Exercise prompt:
Your answer must hold only the lines below from the line containing "an existing file" through the line containing "[networks.sepolia]", each reproduced exactly.

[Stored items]
--- START ---
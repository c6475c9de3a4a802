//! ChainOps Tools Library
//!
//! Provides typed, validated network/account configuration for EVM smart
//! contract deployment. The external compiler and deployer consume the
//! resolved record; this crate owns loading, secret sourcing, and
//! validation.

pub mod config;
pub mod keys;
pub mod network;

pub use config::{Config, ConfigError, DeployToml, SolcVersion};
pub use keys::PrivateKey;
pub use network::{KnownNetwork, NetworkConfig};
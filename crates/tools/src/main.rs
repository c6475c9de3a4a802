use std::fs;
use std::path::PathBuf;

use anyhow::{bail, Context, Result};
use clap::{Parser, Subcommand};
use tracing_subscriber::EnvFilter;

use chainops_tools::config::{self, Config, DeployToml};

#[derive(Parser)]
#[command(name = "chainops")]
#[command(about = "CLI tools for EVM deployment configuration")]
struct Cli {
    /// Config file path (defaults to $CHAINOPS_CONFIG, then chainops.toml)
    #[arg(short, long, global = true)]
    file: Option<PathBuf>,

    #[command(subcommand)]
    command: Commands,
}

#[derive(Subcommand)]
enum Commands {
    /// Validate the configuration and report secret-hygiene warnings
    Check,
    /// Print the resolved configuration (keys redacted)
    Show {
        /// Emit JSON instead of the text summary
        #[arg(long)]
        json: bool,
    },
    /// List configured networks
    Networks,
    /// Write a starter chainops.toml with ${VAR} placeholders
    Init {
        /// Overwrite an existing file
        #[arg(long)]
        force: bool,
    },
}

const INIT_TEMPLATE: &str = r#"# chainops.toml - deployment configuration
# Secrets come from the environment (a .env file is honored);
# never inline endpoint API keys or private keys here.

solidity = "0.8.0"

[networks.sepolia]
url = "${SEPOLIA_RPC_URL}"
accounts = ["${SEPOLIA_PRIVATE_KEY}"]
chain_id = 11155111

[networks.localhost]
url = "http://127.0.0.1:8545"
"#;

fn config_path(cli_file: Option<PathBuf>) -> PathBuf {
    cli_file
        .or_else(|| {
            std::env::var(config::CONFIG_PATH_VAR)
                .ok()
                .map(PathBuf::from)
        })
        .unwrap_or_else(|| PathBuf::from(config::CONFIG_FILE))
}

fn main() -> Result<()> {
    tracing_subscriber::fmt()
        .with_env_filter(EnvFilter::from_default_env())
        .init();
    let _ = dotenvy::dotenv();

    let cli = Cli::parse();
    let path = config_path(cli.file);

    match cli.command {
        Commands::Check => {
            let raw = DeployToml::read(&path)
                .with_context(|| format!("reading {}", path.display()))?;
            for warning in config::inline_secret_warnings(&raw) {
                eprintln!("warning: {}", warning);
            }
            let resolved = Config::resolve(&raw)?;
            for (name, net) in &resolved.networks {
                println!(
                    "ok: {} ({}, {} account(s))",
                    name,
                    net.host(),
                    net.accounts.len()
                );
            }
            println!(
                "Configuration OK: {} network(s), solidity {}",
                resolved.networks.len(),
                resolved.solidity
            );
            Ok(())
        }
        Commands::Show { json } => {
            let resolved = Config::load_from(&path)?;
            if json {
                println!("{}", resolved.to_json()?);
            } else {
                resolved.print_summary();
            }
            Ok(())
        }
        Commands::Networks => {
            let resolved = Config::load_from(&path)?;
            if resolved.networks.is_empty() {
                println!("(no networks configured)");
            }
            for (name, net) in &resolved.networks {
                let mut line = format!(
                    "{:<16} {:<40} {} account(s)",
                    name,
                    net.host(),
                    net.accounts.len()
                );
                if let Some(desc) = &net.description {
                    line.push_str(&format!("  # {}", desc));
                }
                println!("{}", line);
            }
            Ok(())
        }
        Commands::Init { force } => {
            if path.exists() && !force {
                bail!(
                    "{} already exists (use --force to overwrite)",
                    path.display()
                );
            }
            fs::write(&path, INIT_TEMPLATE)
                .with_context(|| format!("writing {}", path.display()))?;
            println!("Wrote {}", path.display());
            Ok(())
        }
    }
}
--- END ---
--- START ---
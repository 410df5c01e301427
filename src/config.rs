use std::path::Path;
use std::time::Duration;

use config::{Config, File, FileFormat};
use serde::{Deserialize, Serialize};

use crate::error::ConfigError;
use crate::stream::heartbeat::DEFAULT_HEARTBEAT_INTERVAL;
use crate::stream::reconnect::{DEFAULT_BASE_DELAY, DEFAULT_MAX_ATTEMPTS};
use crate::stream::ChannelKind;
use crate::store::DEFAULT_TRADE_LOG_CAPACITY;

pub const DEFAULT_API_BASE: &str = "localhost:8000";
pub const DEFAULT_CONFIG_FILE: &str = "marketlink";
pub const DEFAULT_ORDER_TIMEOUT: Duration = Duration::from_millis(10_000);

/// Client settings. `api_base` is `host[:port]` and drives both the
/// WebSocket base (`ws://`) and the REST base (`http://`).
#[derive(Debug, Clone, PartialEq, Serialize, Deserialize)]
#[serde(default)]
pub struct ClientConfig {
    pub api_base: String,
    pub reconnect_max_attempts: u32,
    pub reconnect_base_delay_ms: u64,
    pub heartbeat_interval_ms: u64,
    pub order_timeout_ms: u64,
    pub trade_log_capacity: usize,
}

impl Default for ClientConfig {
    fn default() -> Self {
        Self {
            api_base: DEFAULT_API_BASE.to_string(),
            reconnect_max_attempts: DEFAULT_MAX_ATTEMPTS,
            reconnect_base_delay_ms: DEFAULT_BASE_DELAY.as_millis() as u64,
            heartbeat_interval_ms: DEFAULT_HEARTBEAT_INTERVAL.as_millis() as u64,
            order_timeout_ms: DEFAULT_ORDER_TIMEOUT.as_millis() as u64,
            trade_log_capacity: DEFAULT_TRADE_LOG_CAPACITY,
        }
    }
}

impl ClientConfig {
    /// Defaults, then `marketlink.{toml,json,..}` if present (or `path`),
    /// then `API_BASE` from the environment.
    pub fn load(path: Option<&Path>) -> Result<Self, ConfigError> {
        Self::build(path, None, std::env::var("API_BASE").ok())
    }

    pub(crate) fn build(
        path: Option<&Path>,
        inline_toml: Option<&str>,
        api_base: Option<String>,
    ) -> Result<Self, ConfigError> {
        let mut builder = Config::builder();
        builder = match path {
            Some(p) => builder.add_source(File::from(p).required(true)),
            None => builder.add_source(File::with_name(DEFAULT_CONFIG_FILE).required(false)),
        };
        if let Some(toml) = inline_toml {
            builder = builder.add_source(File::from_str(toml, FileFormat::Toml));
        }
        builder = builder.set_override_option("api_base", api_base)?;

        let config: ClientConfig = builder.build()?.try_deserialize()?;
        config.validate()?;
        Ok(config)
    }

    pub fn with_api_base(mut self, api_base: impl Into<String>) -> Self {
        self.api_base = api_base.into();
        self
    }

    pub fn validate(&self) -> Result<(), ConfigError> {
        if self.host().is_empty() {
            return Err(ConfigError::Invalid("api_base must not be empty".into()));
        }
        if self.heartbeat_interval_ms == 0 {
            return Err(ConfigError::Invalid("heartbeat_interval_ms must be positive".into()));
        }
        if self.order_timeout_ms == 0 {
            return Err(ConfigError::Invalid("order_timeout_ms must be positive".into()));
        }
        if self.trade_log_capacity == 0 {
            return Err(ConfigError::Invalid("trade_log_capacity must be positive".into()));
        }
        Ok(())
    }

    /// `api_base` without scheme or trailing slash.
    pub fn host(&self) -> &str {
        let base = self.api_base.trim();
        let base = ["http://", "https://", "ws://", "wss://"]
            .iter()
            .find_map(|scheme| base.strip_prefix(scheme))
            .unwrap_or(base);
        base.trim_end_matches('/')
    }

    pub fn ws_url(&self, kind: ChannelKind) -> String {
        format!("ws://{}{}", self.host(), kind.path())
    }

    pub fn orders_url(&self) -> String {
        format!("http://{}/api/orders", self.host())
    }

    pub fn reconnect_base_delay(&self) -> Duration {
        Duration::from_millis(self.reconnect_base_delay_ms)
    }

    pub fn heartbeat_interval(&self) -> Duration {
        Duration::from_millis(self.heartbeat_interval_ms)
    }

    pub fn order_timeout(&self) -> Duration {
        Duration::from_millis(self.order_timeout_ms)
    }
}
--- END ---
Solution below:
        /// Overwrite an existing file
        #[arg(long)]
        force: bool,
    },
}

const INIT_TEMPLATE: &str = r#"# chainops.toml - deployment configuration
# Secrets come from the environment (a .env file is honored);
# never inline endpoint API keys or private keys here.

solidity = "0.8.0"

[networks.sepolia]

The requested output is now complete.